KR20150071054A - Corrosion-resistant brazing material containing flux - Google Patents

Abstract

The present invention relates to a corrosion resistant brazing member, used for attaching the same or different kinds of metal materials at a low temperature. The brazing member is formed of a brazing alloy, comprising Si 4-15wt%, In 0.1-3.0wt%, and the rest AI; and fluoride flux corresponding to 10-40wt% of the weight of the brazing alloy. The formation is formed into a 3D shape through the mechanical treatment of extrusion molding and powder metal forging or formed into paste containing liquid binder. The brazing member improves corrosion resistance and welding temperature and flow by adding In instead of Zn, which causes corrosion resistance in the formation of the existing Al-Si-Zn brazing alloy. Thus, the member is able to be used in a variety of industrial fields including electric and electronic fields demanding strengthened welding quality against corrosion resistance.

Description

CORROSION-RESISTANT BRAZING MATERIAL CONTAINING FLUX < RTI ID = 0.0 >

The present invention relates to a brazing material used for bonding a homogeneous or heterogeneous metal material at a low temperature, and more particularly, to a brazing material used for bonding an aluminum-silicon-indium alloy and a fluoride-based flux containing aluminum as a main component .

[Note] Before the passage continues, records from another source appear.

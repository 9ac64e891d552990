//! Configuration file handling.
//!
//! This module handles loading and merging configuration from
//! `.finreport.toml` files.

use crate::charts::ChartFormat;
use crate::narrator::ChatConfig;
use anyhow::{Context, Result};
use serde::{Deserialize, Serialize};
use std::path::Path;

/// Default configuration file name, looked up in the working directory.
pub const CONFIG_FILE: &str = ".finreport.toml";

/// Root configuration structure.
#[derive(Debug, Clone, Default, Serialize, Deserialize)]
pub struct Config {
    /// General settings.
    #[serde(default)]
    pub general: GeneralConfig,

    /// Text-generation endpoint settings.
    #[serde(default)]
    pub model: ModelConfig,

    /// Report settings.
    #[serde(default)]
    pub report: ReportConfig,

    /// Chart settings.
    #[serde(default)]
    pub charts: ChartsConfig,
}

/// General application settings.
#[derive(Debug, Clone, Serialize, Deserialize)]
pub struct GeneralConfig {
    /// Default output file path.
    #[serde(default = "default_output")]
    pub output: String,

    /// Directory for CSV/JSON exports. No exports when unset.
    #[serde(default, skip_serializing_if = "Option::is_none")]
    pub export_dir: Option<String>,

    /// Enable verbose logging by default.
    #[serde(default)]
    pub verbose: bool,
}

impl Default for GeneralConfig {
    fn default() -> Self {
        Self {
            output: default_output(),
            export_dir: None,
            verbose: false,
        }
    }
}

fn default_output() -> String {
    "financial_report.md".to_string()
}

/// Remote model settings. The API key is never read from this file.
#[derive(Debug, Clone, Serialize, Deserialize)]
pub struct ModelConfig {
    /// Chat model name.
    #[serde(default = "default_model")]
    pub name: String,

    /// Base URL of the OpenAI-compatible API.
    #[serde(default = "default_api_url")]
    pub api_url: String,

    /// Request timeout in seconds.
    #[serde(default = "default_timeout")]
    pub timeout_seconds: u64,
}

impl Default for ModelConfig {
    fn default() -> Self {
        Self {
            name: default_model(),
            api_url: default_api_url(),
            timeout_seconds: default_timeout(),
        }
    }
}

fn default_model() -> String {
    ChatConfig::default().model
}

fn default_api_url() -> String {
    ChatConfig::default().api_url
}

fn default_timeout() -> u64 {
    ChatConfig::default().timeout_seconds
}

/// Report content settings.
#[derive(Debug, Clone, Serialize, Deserialize)]
pub struct ReportConfig {
    /// Column used to rank top performers.
    #[serde(default = "default_metric")]
    pub ranking_metric: String,

    /// Number of top performers.
    #[serde(default = "default_top_n")]
    pub top_n: usize,

    /// Include the sector analysis when the data has a Sector column.
    #[serde(default = "default_true")]
    pub include_sectors: bool,

    /// Include the risk assessment.
    #[serde(default = "default_true")]
    pub include_risk: bool,

    /// Include the commentary section.
    #[serde(default = "default_true")]
    pub include_narrative: bool,
}

impl Default for ReportConfig {
    fn default() -> Self {
        Self {
            ranking_metric: default_metric(),
            top_n: default_top_n(),
            include_sectors: true,
            include_risk: true,
            include_narrative: true,
        }
    }
}

fn default_metric() -> String {
    crate::models::NET_INCOME.to_string()
}

fn default_top_n() -> usize {
    5
}

fn default_true() -> bool {
    true
}

/// Chart settings.
#[derive(Debug, Clone, Default, Serialize, Deserialize)]
pub struct ChartsConfig {
    /// Render charts into the report.
    #[serde(default)]
    pub enabled: bool,

    /// Preferred renderer; falls back to text when unavailable.
    #[serde(default)]
    pub format: ChartFormat,
}

impl Config {
    /// Load configuration from a file path.
    pub fn load(path: &Path) -> Result<Self> {
        let content = std::fs::read_to_string(path)
            .with_context(|| format!("Failed to read config file: {}", path.display()))?;

        let config: Config = toml::from_str(&content)
            .with_context(|| format!("Failed to parse config file: {}", path.display()))?;

        Ok(config)
    }

    /// Try to load configuration from the default location.
    ///
    /// Returns `Ok(None)` if the file doesn't exist, `Err` if it exists but can't be parsed.
    pub fn load_default() -> Result<Option<Self>> {
        let default_path = Path::new(CONFIG_FILE);

        if default_path.exists() {
            Ok(Some(Self::load(default_path)?))
        } else {
            Ok(None)
        }
    }

    /// Merge this configuration with CLI arguments.
    ///
    /// CLI arguments take precedence over config file settings. Only values
    /// the user actually passed override the file.
    pub fn merge_with_args(&mut self, args: &crate::cli::Args) {
        if let Some(ref output) = args.output {
            self.general.output = output.display().to_string();
        }
        if let Some(ref dir) = args.export_dir {
            self.general.export_dir = Some(dir.display().to_string());
        }
        if args.verbose {
            self.general.verbose = true;
        }

        if let Some(ref model) = args.model {
            self.model.name = model.clone();
        }
        if let Some(ref url) = args.api_url {
            self.model.api_url = url.clone();
        }
        if let Some(timeout) = args.timeout {
            self.model.timeout_seconds = timeout;
        }

        if let Some(ref metric) = args.metric {
            self.report.ranking_metric = metric.trim().to_string();
        }
        if let Some(top_n) = args.top_n {
            self.report.top_n = top_n;
        }
        if args.no_sectors {
            self.report.include_sectors = false;
        }
        if args.no_risk {
            self.report.include_risk = false;
        }
        if args.no_narrative {
            self.report.include_narrative = false;
        }

        if args.charts {
            self.charts.enabled = true;
        }
        if let Some(format) = args.chart_format {
            self.charts.enabled = true;
            self.charts.format = format;
        }
    }

    /// Chat client settings for the given credential.
    pub fn chat_config(&self, api_key: &str) -> ChatConfig {
        ChatConfig {
            api_url: self.model.api_url.clone(),
            api_key: api_key.to_string(),
            model: self.model.name.clone(),
            timeout_seconds: self.model.timeout_seconds,
        }
    }

    /// Generate a default configuration file content.
    pub fn default_toml() -> String {
        let config = Config::default();
        toml::to_string_pretty(&config).unwrap_or_else(|_| String::new())
    }
}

Brazing is a technique for joining the same kind or different kinds of metal members to be bonded by using a filler metal having a melting point lower than that of the base metal to be joined. The brazing is a process for joining a noble metal such as gold or silver, To the heat exchanger pipe joint of the heat exchanger.

In the brazing process, first, a liquid flux is applied to a portion to be bonded of a metal material, then a brazing material is placed thereon and then heated to remove oxides formed on the surface of the metal material, while the brazing material is melted To be solidified in a state of being filled in the gap of the joining target portion so that the joining between the metal members is performed.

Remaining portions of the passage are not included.